I find it interesting that there are a number of marketing articles discussing the challenges of the new marketing landscape in my paper’s business section. Articles touting the need to cultivate a presence on social media, to be authentic, to participate, etc. when none of this is new for writers at all.
In fact, writers are some of the best content marketers I know. They’re social media mavens. And there doing it all in the hopes of selling or giving away books, making a fraction of what a corporate marketer would make.
I’m not quite at the level of maven, but I hope to be!

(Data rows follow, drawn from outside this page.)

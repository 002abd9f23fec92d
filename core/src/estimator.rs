//! Scalar recursive estimation.
//!
//! A single-state Kalman filter that blends a prior estimate with each new
//! noisy measurement, weighted by the relative confidence (gain). The GNSS
//! sensor model runs one of these per coordinate axis to smooth its noisy
//! measurements.

/// Default process noise (Q) for a smoothing filter.
pub const DEFAULT_PROCESS_NOISE: f64 = 0.1;
/// Default measurement noise (R) for a smoothing filter.
pub const DEFAULT_MEASUREMENT_NOISE: f64 = 0.5;

/// Single-state recursive (Kalman) filter.
///
/// The filter's entire value lies in accumulating confidence over a sequence
/// of measurements: it is created once at the start of a run, mutated only
/// through [`update`](ScalarKalman::update), and never reset mid-run. One
/// instance must not be shared across independent runs.
///
/// # Example
/// ```
/// use navfuse::estimator::ScalarKalman;
///
/// let mut filter = ScalarKalman::default();
/// let mut estimate = 0.0;
/// for _ in 0..50 {
///     estimate = filter.update(10.0);
/// }
/// assert!((estimate - 10.0).abs() < 0.01);
/// ```
#[derive(Debug, Clone)]
pub struct ScalarKalman {
    process_noise: f64,
    measurement_noise: f64,
    estimate: f64,
    error_covariance: f64,
    gain: f64,
}

impl ScalarKalman {
    /// Creates a filter with the given noise parameters.
    ///
    /// Initial state is `estimate = 0`, `error covariance = 1`.
    ///
    /// # Panics
    /// Panics if `process_noise` or `measurement_noise` is not strictly
    /// positive.
    pub fn new(process_noise: f64, measurement_noise: f64) -> Self {
        assert!(
            process_noise > 0.0,
            "process noise must be strictly positive"
        );
        assert!(
            measurement_noise > 0.0,
            "measurement noise must be strictly positive"
        );
        ScalarKalman {
            process_noise,
            measurement_noise,
            estimate: 0.0,
            error_covariance: 1.0,
            gain: 0.0,
        }
    }

    /// Folds one measurement into the estimate and returns the new estimate.
    ///
    /// Per call, in order: predict (`P += Q`), gain (`K = P / (P + R)`),
    /// correct (`x += K * (z - x)`), covariance update (`P *= 1 - K`).
    /// Deterministic given the filter's history of inputs.
    pub fn update(&mut self, measurement: f64) -> f64 {
        self.error_covariance += self.process_noise;
        self.gain = self.error_covariance / (self.error_covariance + self.measurement_noise);
        self.estimate += self.gain * (measurement - self.estimate);
        self.error_covariance *= 1.0 - self.gain;
        self.estimate
    }

    /// Current estimate (x).
    pub fn estimate(&self) -> f64 {
        self.estimate
    }

    /// Last computed gain (K).
    pub fn gain(&self) -> f64 {
        self.gain
    }

    /// Current error covariance (P).
    pub fn error_covariance(&self) -> f64 {
        self.error_covariance
    }
}

impl Default for ScalarKalman {
    fn default() -> Self {
        ScalarKalman::new(DEFAULT_PROCESS_NOISE, DEFAULT_MEASUREMENT_NOISE)
    }
}
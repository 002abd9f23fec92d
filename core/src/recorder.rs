//! Trajectory log output.
//!
//! The trajectory log is a CSV file with a fixed six-column header: the
//! truth coordinates followed by the two derived paths the run mode
//! produced. One data row per path index, values rendered as decimal
//! floating point. An empty run still writes the header row.

use std::path::Path;

use serde::Serialize;

use crate::Coordinate;
use crate::error::NavError;

/// Header of the coupling-mode log.
const COUPLING_HEADER: [&str; 6] = [
    "true_latitude",
    "true_longitude",
    "loosely_latitude",
    "loosely_longitude",
    "tightly_latitude",
    "tightly_longitude",
];

/// Header of the fusion-mode log.
const FUSION_HEADER: [&str; 6] = [
    "true_latitude",
    "true_longitude",
    "gnss_latitude",
    "gnss_longitude",
    "ins_latitude",
    "ins_longitude",
];

/// One data row: truth plus two derived paths, index-aligned.
#[derive(Debug, Serialize)]
struct LogRow(f64, f64, f64, f64, f64, f64);

fn write_log<P: AsRef<Path>>(
    path: P,
    header: &[&str; 6],
    truth: &[Coordinate],
    first: &[Coordinate],
    second: &[Coordinate],
) -> Result<(), NavError> {
    let mut writer = csv::WriterBuilder::new()
        .has_headers(false)
        .from_path(path)?;
    writer.write_record(header)?;
    for ((t, a), b) in truth.iter().zip(first.iter()).zip(second.iter()) {
        writer.serialize(LogRow(
            t.latitude,
            t.longitude,
            a.latitude,
            a.longitude,
            b.latitude,
            b.longitude,
        ))?;
    }
    writer.flush().map_err(csv::Error::from)?;
    Ok(())
}

/// Writes the coupling-mode log: truth alongside the loosely and tightly
/// coupled variants.
///
/// # Errors
/// [`NavError::SinkUnavailable`] if the destination cannot be opened or
/// written; the in-memory paths are discarded, not retried.
pub fn write_coupling_log<P: AsRef<Path>>(
    path: P,
    truth: &[Coordinate],
    loosely: &[Coordinate],
    tightly: &[Coordinate],
) -> Result<(), NavError> {
    write_log(path, &COUPLING_HEADER, truth, loosely, tightly)
}

/// Writes the fusion-mode log: truth alongside the GNSS and INS estimates.
///
/// # Errors
/// [`NavError::SinkUnavailable`] if the destination cannot be opened or
/// written.
pub fn write_fusion_log<P: AsRef<Path>>(
    path: P,
    truth: &[Coordinate],
    gnss: &[Coordinate],
    ins: &[Coordinate],
) -> Result<(), NavError> {
    write_log(path, &FUSION_HEADER, truth, gnss, ins)
}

I’m on Tumblr (44 followers), Facebook (2 pages 500 likes), Twitter (1000 followers), Pinterest (recently), Goodreads (650 or so friends), Booklikes (recently), I have two blogs, and am a member of multiple writers groups, attend conferences, and just generally like hanging out with writers, agents, and editors.

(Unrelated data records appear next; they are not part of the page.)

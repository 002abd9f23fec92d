//! Terrain (ground-truth path) loading.
//!
//! The terrain source is a JSON document with a `terrain` list of waypoint
//! objects, read once at run start:
//!
//! ```json
//! { "terrain": [ { "latitude": 40.0, "longitude": -75.0 } ] }
//! ```

use std::fs::File;
use std::io::BufReader;
use std::path::Path;

use serde::Deserialize;

use crate::Coordinate;
use crate::error::NavError;

/// On-disk schema of the terrain document.
#[derive(Debug, Deserialize)]
struct TerrainDocument {
    #[serde(default)]
    terrain: Vec<Coordinate>,
}

/// Reads the ground-truth path from a terrain document.
///
/// A missing or empty `terrain` list yields an empty path, which downstream
/// stages treat as a valid zero-waypoint run.
///
/// # Errors
/// * [`NavError::SourceUnavailable`] if the file cannot be opened.
/// * [`NavError::MalformedInput`] if the document is not structurally valid
///   JSON matching the schema.
///
/// # Example
/// ```
/// let truth = navfuse::terrain::load_terrain("./data/terrain.json")
///     .expect("failed to read terrain document");
/// assert!(!truth.is_empty());
/// ```
pub fn load_terrain<P: AsRef<Path>>(path: P) -> Result<Vec<Coordinate>, NavError> {
    let path = path.as_ref();
    let file = File::open(path).map_err(|source| NavError::SourceUnavailable {
        path: path.to_path_buf(),
        source,
    })?;
    let document: TerrainDocument = serde_json::from_reader(BufReader::new(file))?;
    Ok(document.terrain)
}

#[cfg(test)]
mod tests {
    use super::*;
    use std::io::Write;

    fn write_document(contents: &str) -> (tempfile::TempDir, std::path::PathBuf) {
        let dir = tempfile::tempdir().unwrap();
        let path = dir.path().join("terrain.json");
        let mut file = File::create(&path).unwrap();
        file.write_all(contents.as_bytes()).unwrap();
        (dir, path)
    }

    #[test]
    fn test_load_terrain_parses_waypoints_in_order() {
        let (_dir, path) = write_document(
            r#"{"terrain": [
                {"latitude": 40.0, "longitude": -75.0},
                {"latitude": 40.001, "longitude": -75.0015}
            ]}"#,
        );
        let truth = load_terrain(&path).unwrap();
        assert_eq!(truth.len(), 2);
        assert_eq!(truth[0], Coordinate::new(40.0, -75.0));
        assert_eq!(truth[1], Coordinate::new(40.001, -75.0015));
    }

    #[test]
    fn test_missing_file_is_source_unavailable() {
        let result = load_terrain("/nonexistent/terrain.json");
        assert!(matches!(result, Err(NavError::SourceUnavailable { .. })));
    }

    #[test]
    fn test_empty_terrain_list_yields_an_empty_path() {
        let (_dir, path) = write_document(r#"{"terrain": []}"#);
        assert!(load_terrain(&path).unwrap().is_empty());
    }

    #[test]
    fn test_missing_terrain_key_yields_an_empty_path() {
        let (_dir, path) = write_document(r#"{}"#);
        assert!(load_terrain(&path).unwrap().is_empty());
    }

    #[test]
    fn test_malformed_document_is_rejected() {
        let (_dir, path) = write_document(r#"{"terrain": [{"latitude": "north"}]}"#);
        assert!(matches!(load_terrain(&path), Err(NavError::MalformedInput(_))));
    }

    #[test]
    fn test_bundled_sample_terrain_loads() {
        let truth = load_terrain("./data/terrain.json").expect("failed to read data/terrain.json");
        assert!(!truth.is_empty());
    }
}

I also know what I need to do. Be more consistent, develop an easier system of cross posting in an authentic and relevant way, focus more on Tumblr and Pinterest. Finally I also have book specific projects, much of which I’ve discussed under the tag #Transmedia.
Since writers are always looking for new ways to market and get the word out, they’re on the cutting edge. They’re willing to take chances. They also have a sense of what questions to ask and where to spend money and where not to.
Given that the average writer doesn’t earn a great deal, it struck me that if you’re looking for a great social media manager, community manager, what have you, you should be sifting through the best writers out there, not the resumes on your desk.
Hey, and as a bonus, you can get someone who actually knows how to, you know, write!